Carpal tunnel release (CTR) is a common surgical procedure, representing a financial burden to the health care system. The purpose of this study was to test whether the choice of CTR technique (open carpal tunnel release [OCTR] vs endoscopic carpal tunnel release [ECTR]), surgical setting (operating room vs procedure room [PR]), and anesthetic type (local, monitored anesthesia care [MAC], Bier block, general) affected costs or payments.
Consecutive adult patients undergoing isolated unilateral CTR between July 2014, and October 2017, at a single academic medical center were identified. Patients undergoing ECTR converted to OCTR, revision surgery, or additional procedures were excluded. Using our institution's information technology value tools, we calculated total direct costs (TDCs), total combined payment (TCP), hospital payment, surgeon payment, and anesthesia payment for each surgical encounter. Cost data were normalized using each participant's surgical encounter cost divided by the average cost in the data set and compared across 8 groups (defined by surgery type, operation location, and anesthesia type).

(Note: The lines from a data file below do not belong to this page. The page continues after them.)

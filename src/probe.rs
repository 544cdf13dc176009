//! System color-scheme probes.
//!
//! A probe answers one question, "does the system prefer a dark theme?", and
//! notifies subscribers when the answer changes.
//!
//! - [`ManualProbe`]: Driven by the host (for example a bridge forwarding
//!   `prefers-color-scheme` media query events)
//! - [`OsProbe`]: Asks the operating system via `dark-light`; call
//!   [`OsProbe::poll`] to pick up changes
//!
//! A probe that cannot determine the system preference reports light.

use std::cell::Cell;
use std::fmt;

use dark_light::{detect as detect_os_theme, Mode as OsThemeMode};

use crate::observer::{Listener, ListenerId, Listeners};
use crate::theme::ColorMode;

/// Reports the system's dark-mode preference.
pub trait SystemThemeProbe {
    /// Synchronous snapshot of the current preference.
    fn currently_dark(&self) -> bool;

    /// Registers a listener receiving the new "is dark" value on change.
    fn subscribe(&self, listener: Listener<bool>) -> ListenerId;

    /// Unregisters a listener. Unknown or already removed ids are ignored.
    fn unsubscribe(&self, id: ListenerId);
}

/// A probe whose value is set by the host.
///
/// Every call to [`set_dark`](ManualProbe::set_dark) notifies subscribers,
/// even if the value did not change.
#[derive(Debug, Default)]
pub struct ManualProbe {
    dark: Cell<Option<bool>>,
    listeners: Listeners<bool>,
}

impl ManualProbe {
    pub fn new(dark: bool) -> Self {
        Self {
            dark: Cell::new(Some(dark)),
            listeners: Listeners::new(),
        }
    }

    /// A probe with no reading yet. Reports light until a value is set.
    pub fn unavailable() -> Self {
        Self::default()
    }

    /// Records a new system preference and notifies subscribers.
    pub fn set_dark(&self, dark: bool) {
        self.dark.set(Some(dark));
        self.listeners.notify(&dark);
    }

    /// Returns true once a reading has been provided.
    pub fn is_available(&self) -> bool {
        self.dark.get().is_some()
    }

    pub fn listener_count(&self) -> usize {
        self.listeners.len()
    }
}

impl SystemThemeProbe for ManualProbe {
    fn currently_dark(&self) -> bool {
        self.dark.get().unwrap_or(false)
    }

    fn subscribe(&self, listener: Listener<bool>) -> ListenerId {
        self.listeners.add(listener)
    }

    fn unsubscribe(&self, id: ListenerId) {
        self.listeners.remove(id);
    }
}

/// Function used by [`OsProbe`] to read the system color mode.
pub type ThemeDetector = fn() -> ColorMode;

/// A probe backed by the operating system's appearance setting.
///
/// The OS does not push changes to us, so the owner calls [`poll`](OsProbe::poll)
/// periodically; subscribers hear about a change only when the detected value
/// differs from the previous reading.
pub struct OsProbe {
    detector: ThemeDetector,
    last: Cell<bool>,
    listeners: Listeners<bool>,
}

impl OsProbe {
    /// Creates a probe using the operating system detector.
    pub fn new() -> Self {
        Self::with_detector(os_theme_detector)
    }

    /// Creates a probe with a custom detector.
    ///
    /// This is useful for testing or when you want to force a specific color mode.
    pub fn with_detector(detector: ThemeDetector) -> Self {
        Self {
            detector,
            last: Cell::new(detector().is_dark()),
            listeners: Listeners::new(),
        }
    }

    /// Re-reads the system preference, notifying subscribers if it changed.
    ///
    /// Returns true when a change was detected.
    pub fn poll(&self) -> bool {
        let dark = (self.detector)().is_dark();
        if dark == self.last.replace(dark) {
            return false;
        }
        self.listeners.notify(&dark);
        true
    }
}

impl Default for OsProbe {
    fn default() -> Self {
        Self::new()
    }
}

impl fmt::Debug for OsProbe {
    fn fmt(&self, f: &mut fmt::Formatter<'_>) -> fmt::Result {
        f.debug_struct("OsProbe")
            .field("last", &self.last.get())
            .field("listeners", &self.listeners)
            .finish()
    }
}

impl SystemThemeProbe for OsProbe {
    fn currently_dark(&self) -> bool {
        (self.detector)().is_dark()
    }

    fn subscribe(&self, listener: Listener<bool>) -> ListenerId {
        self.listeners.add(listener)
    }

    fn unsubscribe(&self, id: ListenerId) {
        self.listeners.remove(id);
    }
}

fn os_theme_detector() -> ColorMode {
    match detect_os_theme() {
        OsThemeMode::Dark => ColorMode::Dark,
        OsThemeMode::Light => ColorMode::Light,
    }
}
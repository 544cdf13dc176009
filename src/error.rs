//! Error types for stores, configuration and theme parsing.
//!
//! The resolver itself never fails: every degradation falls back to a safe
//! default. These errors surface only from the collaborators that touch the
//! filesystem or parse user input.

use std::path::PathBuf;

use thiserror::Error;

/// A string that is not one of `dark`, `light` or `auto`.
#[derive(Debug, Clone, PartialEq, Eq, Error)]
#[error("unknown theme mode '{value}' (expected dark, light or auto)")]
pub struct ParseThemeModeError {
    /// The rejected input.
    pub value: String,
}

/// Error returned when a preference store cannot be read or persisted.
#[derive(Debug, Error)]
pub enum StoreError {
    /// The backing file could not be read or written
    #[error("failed to access preference file '{}': {source}", .path.display())]
    Io {
        path: PathBuf,
        #[source]
        source: std::io::Error,
    },
    /// The backing file does not hold a JSON object of strings
    #[error("preference file '{}' is not valid: {source}", .path.display())]
    Json {
        path: PathBuf,
        #[source]
        source: serde_json::Error,
    },
}

/// Error returned when a configuration file cannot be loaded.
#[derive(Debug, Error)]
pub enum ConfigError {
    /// The configuration file could not be read
    #[error("failed to read config '{}': {source}", .path.display())]
    Io {
        path: PathBuf,
        #[source]
        source: std::io::Error,
    },
    /// The configuration is not valid JSON for [`Config`](crate::Config)
    #[error("invalid config: {0}")]
    Json(#[from] serde_json::Error),
}

#[cfg(test)]
mod tests {
    use super::*;

    #[test]
    fn test_parse_error_display() {
        let err = ParseThemeModeError {
            value: "purple".to_string(),
        };
        let msg = err.to_string();
        assert!(msg.contains("purple"));
        assert!(msg.contains("dark, light or auto"));
    }

    #[test]
    fn test_store_error_mentions_path() {
        let err = StoreError::Io {
            path: PathBuf::from("/tmp/prefs.json"),
            source: std::io::Error::new(std::io::ErrorKind::PermissionDenied, "denied"),
        };
        let msg = err.to_string();
        assert!(msg.contains("/tmp/prefs.json"));
        assert!(msg.contains("denied"));
    }
}
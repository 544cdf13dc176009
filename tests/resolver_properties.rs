//! Property tests for theme resolution.
//!
//! Whatever sequence of preference changes and system changes happens, the
//! root carries exactly one marker and it matches the resolution rule for the
//! current preference and system reading.

use std::rc::Rc;

use proptest::prelude::*;
use themekeeper::{
    ClassList, ManualProbe, MemoryStore, PreferenceStore, ResolverConfig, RootElement, ThemeMode,
    ThemeResolver,
};

#[derive(Debug, Clone)]
enum Step {
    Set(Option<ThemeMode>),
    System(bool),
    External(ThemeMode),
}

fn mode() -> impl Strategy<Value = ThemeMode> {
    prop_oneof![
        Just(ThemeMode::Dark),
        Just(ThemeMode::Light),
        Just(ThemeMode::Auto),
    ]
}

fn step() -> impl Strategy<Value = Step> {
    prop_oneof![
        proptest::option::of(mode()).prop_map(Step::Set),
        any::<bool>().prop_map(Step::System),
        mode().prop_map(Step::External),
    ]
}

fn rendered_dark(root: &RootElement) -> bool {
    let dark = root.contains("dark");
    let light = root.contains("light");
    assert!(dark != light, "expected exactly one marker, got {:?}", root.classes());
    dark
}

proptest! {
    #[test]
    fn manual_preference_ignores_system(manual in prop_oneof![Just(ThemeMode::Dark), Just(ThemeMode::Light)], system in any::<bool>()) {
        let store = Rc::new(MemoryStore::new());
        store.write("theme", manual.as_str()).unwrap();
        let root = Rc::new(RootElement::new());
        let probe = Rc::new(ManualProbe::new(system));
        let resolver = ThemeResolver::new(ResolverConfig::default(), store, probe.clone(), root.clone());
        resolver.start();

        prop_assert_eq!(rendered_dark(&root), manual == ThemeMode::Dark);
        probe.set_dark(!system);
        prop_assert_eq!(rendered_dark(&root), manual == ThemeMode::Dark);
    }

    #[test]
    fn auto_follows_system(system in any::<bool>()) {
        let root = Rc::new(RootElement::new());
        let probe = Rc::new(ManualProbe::new(system));
        let resolver = ThemeResolver::new(ResolverConfig::default(), Rc::new(MemoryStore::new()), probe, root.clone());

        prop_assert_eq!(resolver.preference(), ThemeMode::Auto);
        prop_assert_eq!(rendered_dark(&root), system);
    }

    #[test]
    fn marker_matches_rule_after_any_sequence(initial in any::<bool>(), steps in proptest::collection::vec(step(), 0..40)) {
        let store = Rc::new(MemoryStore::new());
        let other_tab = store.sibling();
        let root = Rc::new(RootElement::new());
        let probe = Rc::new(ManualProbe::new(initial));
        let resolver = ThemeResolver::new(ResolverConfig::default(), store, probe.clone(), root.clone());
        resolver.start();

        let mut system = initial;
        for step in steps {
            match step {
                Step::Set(mode) => resolver.set(mode),
                Step::System(dark) => {
                    system = dark;
                    probe.set_dark(dark);
                }
                Step::External(mode) => other_tab.write("theme", mode.as_str()).unwrap(),
            }

            let expected = resolver.preference().resolve(system).is_dark();
            prop_assert_eq!(rendered_dark(&root), expected);
        }
    }
}
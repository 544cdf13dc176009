//! Explicit configuration handed to each component at construction.
//!
//! There is no process-wide state: a [`LogConfig`] is passed alongside each
//! component's own config, and a component logs only when both the global
//! switch and its own `log` flag are on.
//!
//! All structs deserialize from JSON with every field optional:
//!
//! ```rust
//! use themekeeper::Config;
//!
//! let config = Config::from_json_str(r#"{ "theme": { "storage_key": "site-theme" } }"#).unwrap();
//! assert_eq!(config.theme.storage_key, "site-theme");
//! assert_eq!(config.theme.dark_marker, "dark");
//! assert_eq!(config.device.breakpoint, 720);
//! ```

use std::path::Path;
use std::time::Duration;

use serde::{Deserialize, Serialize};

use crate::error::ConfigError;

/// Storage key used for the theme preference when none is configured.
pub const DEFAULT_STORAGE_KEY: &str = "theme";

/// Viewport width below which a device is classified as mobile.
pub const DEFAULT_BREAKPOINT: u32 = 720;

/// Global logging switch.
#[derive(Debug, Clone, PartialEq, Eq, Serialize, Deserialize)]
#[serde(default)]
pub struct LogConfig {
    pub enabled: bool,
}

impl Default for LogConfig {
    fn default() -> Self {
        Self { enabled: true }
    }
}

/// Settings for [`ThemeResolver`](crate::ThemeResolver).
#[derive(Debug, Clone, PartialEq, Eq, Serialize, Deserialize)]
#[serde(default)]
pub struct ResolverConfig {
    /// Key the preference is stored under
    pub storage_key: String,
    /// Class applied to the root when the effective theme is dark
    pub dark_marker: String,
    /// Class applied to the root when the effective theme is light
    pub light_marker: String,
    /// Per-component log switch
    pub log: bool,
    /// Global log switch
    #[serde(skip)]
    pub global_log: LogConfig,
}

impl Default for ResolverConfig {
    fn default() -> Self {
        Self {
            storage_key: DEFAULT_STORAGE_KEY.to_string(),
            dark_marker: "dark".to_string(),
            light_marker: "light".to_string(),
            log: true,
            global_log: LogConfig::default(),
        }
    }
}

/// Settings for [`DeviceClassifier`](crate::DeviceClassifier).
#[derive(Debug, Clone, PartialEq, Eq, Serialize, Deserialize)]
#[serde(default)]
pub struct DeviceConfig {
    pub breakpoint: u32,
    pub mobile_marker: String,
    pub desktop_marker: String,
    /// Delay before a resize is applied, in milliseconds
    pub debounce_ms: u64,
    pub log: bool,
    #[serde(skip)]
    pub global_log: LogConfig,
}

impl DeviceConfig {
    pub fn debounce(&self) -> Duration {
        Duration::from_millis(self.debounce_ms)
    }
}

impl Default for DeviceConfig {
    fn default() -> Self {
        Self {
            breakpoint: DEFAULT_BREAKPOINT,
            mobile_marker: "mobile".to_string(),
            desktop_marker: "desktop".to_string(),
            debounce_ms: 10,
            log: false,
            global_log: LogConfig::default(),
        }
    }
}

/// Top-level configuration file layout.
#[derive(Debug, Clone, Default, PartialEq, Eq, Serialize, Deserialize)]
#[serde(default)]
pub struct Config {
    pub log: LogConfig,
    pub theme: ResolverConfig,
    pub device: DeviceConfig,
}

impl Config {
    /// Parses a JSON configuration, filling missing fields with defaults.
    ///
    /// The global [`LogConfig`] is propagated into each component config.
    pub fn from_json_str(json: &str) -> Result<Self, ConfigError> {
        let config: Config = serde_json::from_str(json)?;
        Ok(config.propagate_log())
    }

    /// Loads a JSON configuration file.
    pub fn load(path: impl AsRef<Path>) -> Result<Self, ConfigError> {
        let path = path.as_ref();
        let content = std::fs::read_to_string(path).map_err(|source| ConfigError::Io {
            path: path.to_path_buf(),
            source,
        })?;
        Self::from_json_str(&content)
    }

    fn propagate_log(mut self) -> Self {
        self.theme.global_log = self.log.clone();
        self.device.global_log = self.log.clone();
        self
    }
}
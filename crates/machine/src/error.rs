//! Load errors.

use encvm_isa::FitError;
use thiserror::Error;

/// An image that cannot be loaded into the machine. Raised before any cycle
/// runs.
#[derive(Debug, Error, PartialEq, Eq)]
pub enum LoadError {
    /// The plaintext image does not fit the geometry.
    #[error(transparent)]
    Image(#[from] FitError),

    /// More memory words than cells.
    #[error("image has {words} words but memory holds {capacity}")]
    ImageTooLarge {
        /// Words in the image.
        words: usize,
        /// Memory capacity.
        capacity: usize,
    },

    /// A memory word of the wrong width.
    #[error("memory word {address} is {width} bits wide, expected {expected}")]
    WordWidth {
        /// Address of the offending word.
        address: usize,
        /// Its width.
        width: usize,
        /// The machine word width.
        expected: usize,
    },

    /// A program counter that is not an address.
    #[error("pc is {width} bits wide, expected {expected}")]
    PcWidth {
        /// Width of the supplied program counter.
        width: usize,
        /// The address width of the geometry.
        expected: usize,
    },

    /// An accumulator of the wrong width.
    #[error("accumulator is {width} bits wide, expected {expected}")]
    AcWidth {
        /// Width of the supplied accumulator.
        width: usize,
        /// The machine word width.
        expected: usize,
    },
}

Of 479 included patients, the mean age was 55.3 ± 16.1 years, and 68% were female. Payer mix included commercial (45%), Medicare (37%), Medicaid (13%), workers' compensation (2%), self-pay (1%), and other (3%) insurance types. The TDC and TCP both differed significantly between each CTR group, and OCTR in the PR under local anesthesia was the lowest. The OCTR/local/operating room, OCTR/MAC/operating room, and ECTR/operating room, were associated with 6.3-fold, 11.0-fold, and 12.4-16.6-fold greater TDC than OCTR/local/PR, respectively.
Performing OCTR under local anesthetic in the PR setting significantly minimizes direct surgical encounter costs relative to other surgical methods (ECTR), anesthetic methods (Bier block, MAC, general), and surgical settings (operating room).
Clinical relevance statement:
This study identifies modifiable factors that may lead to cost reductions for CTR surgery.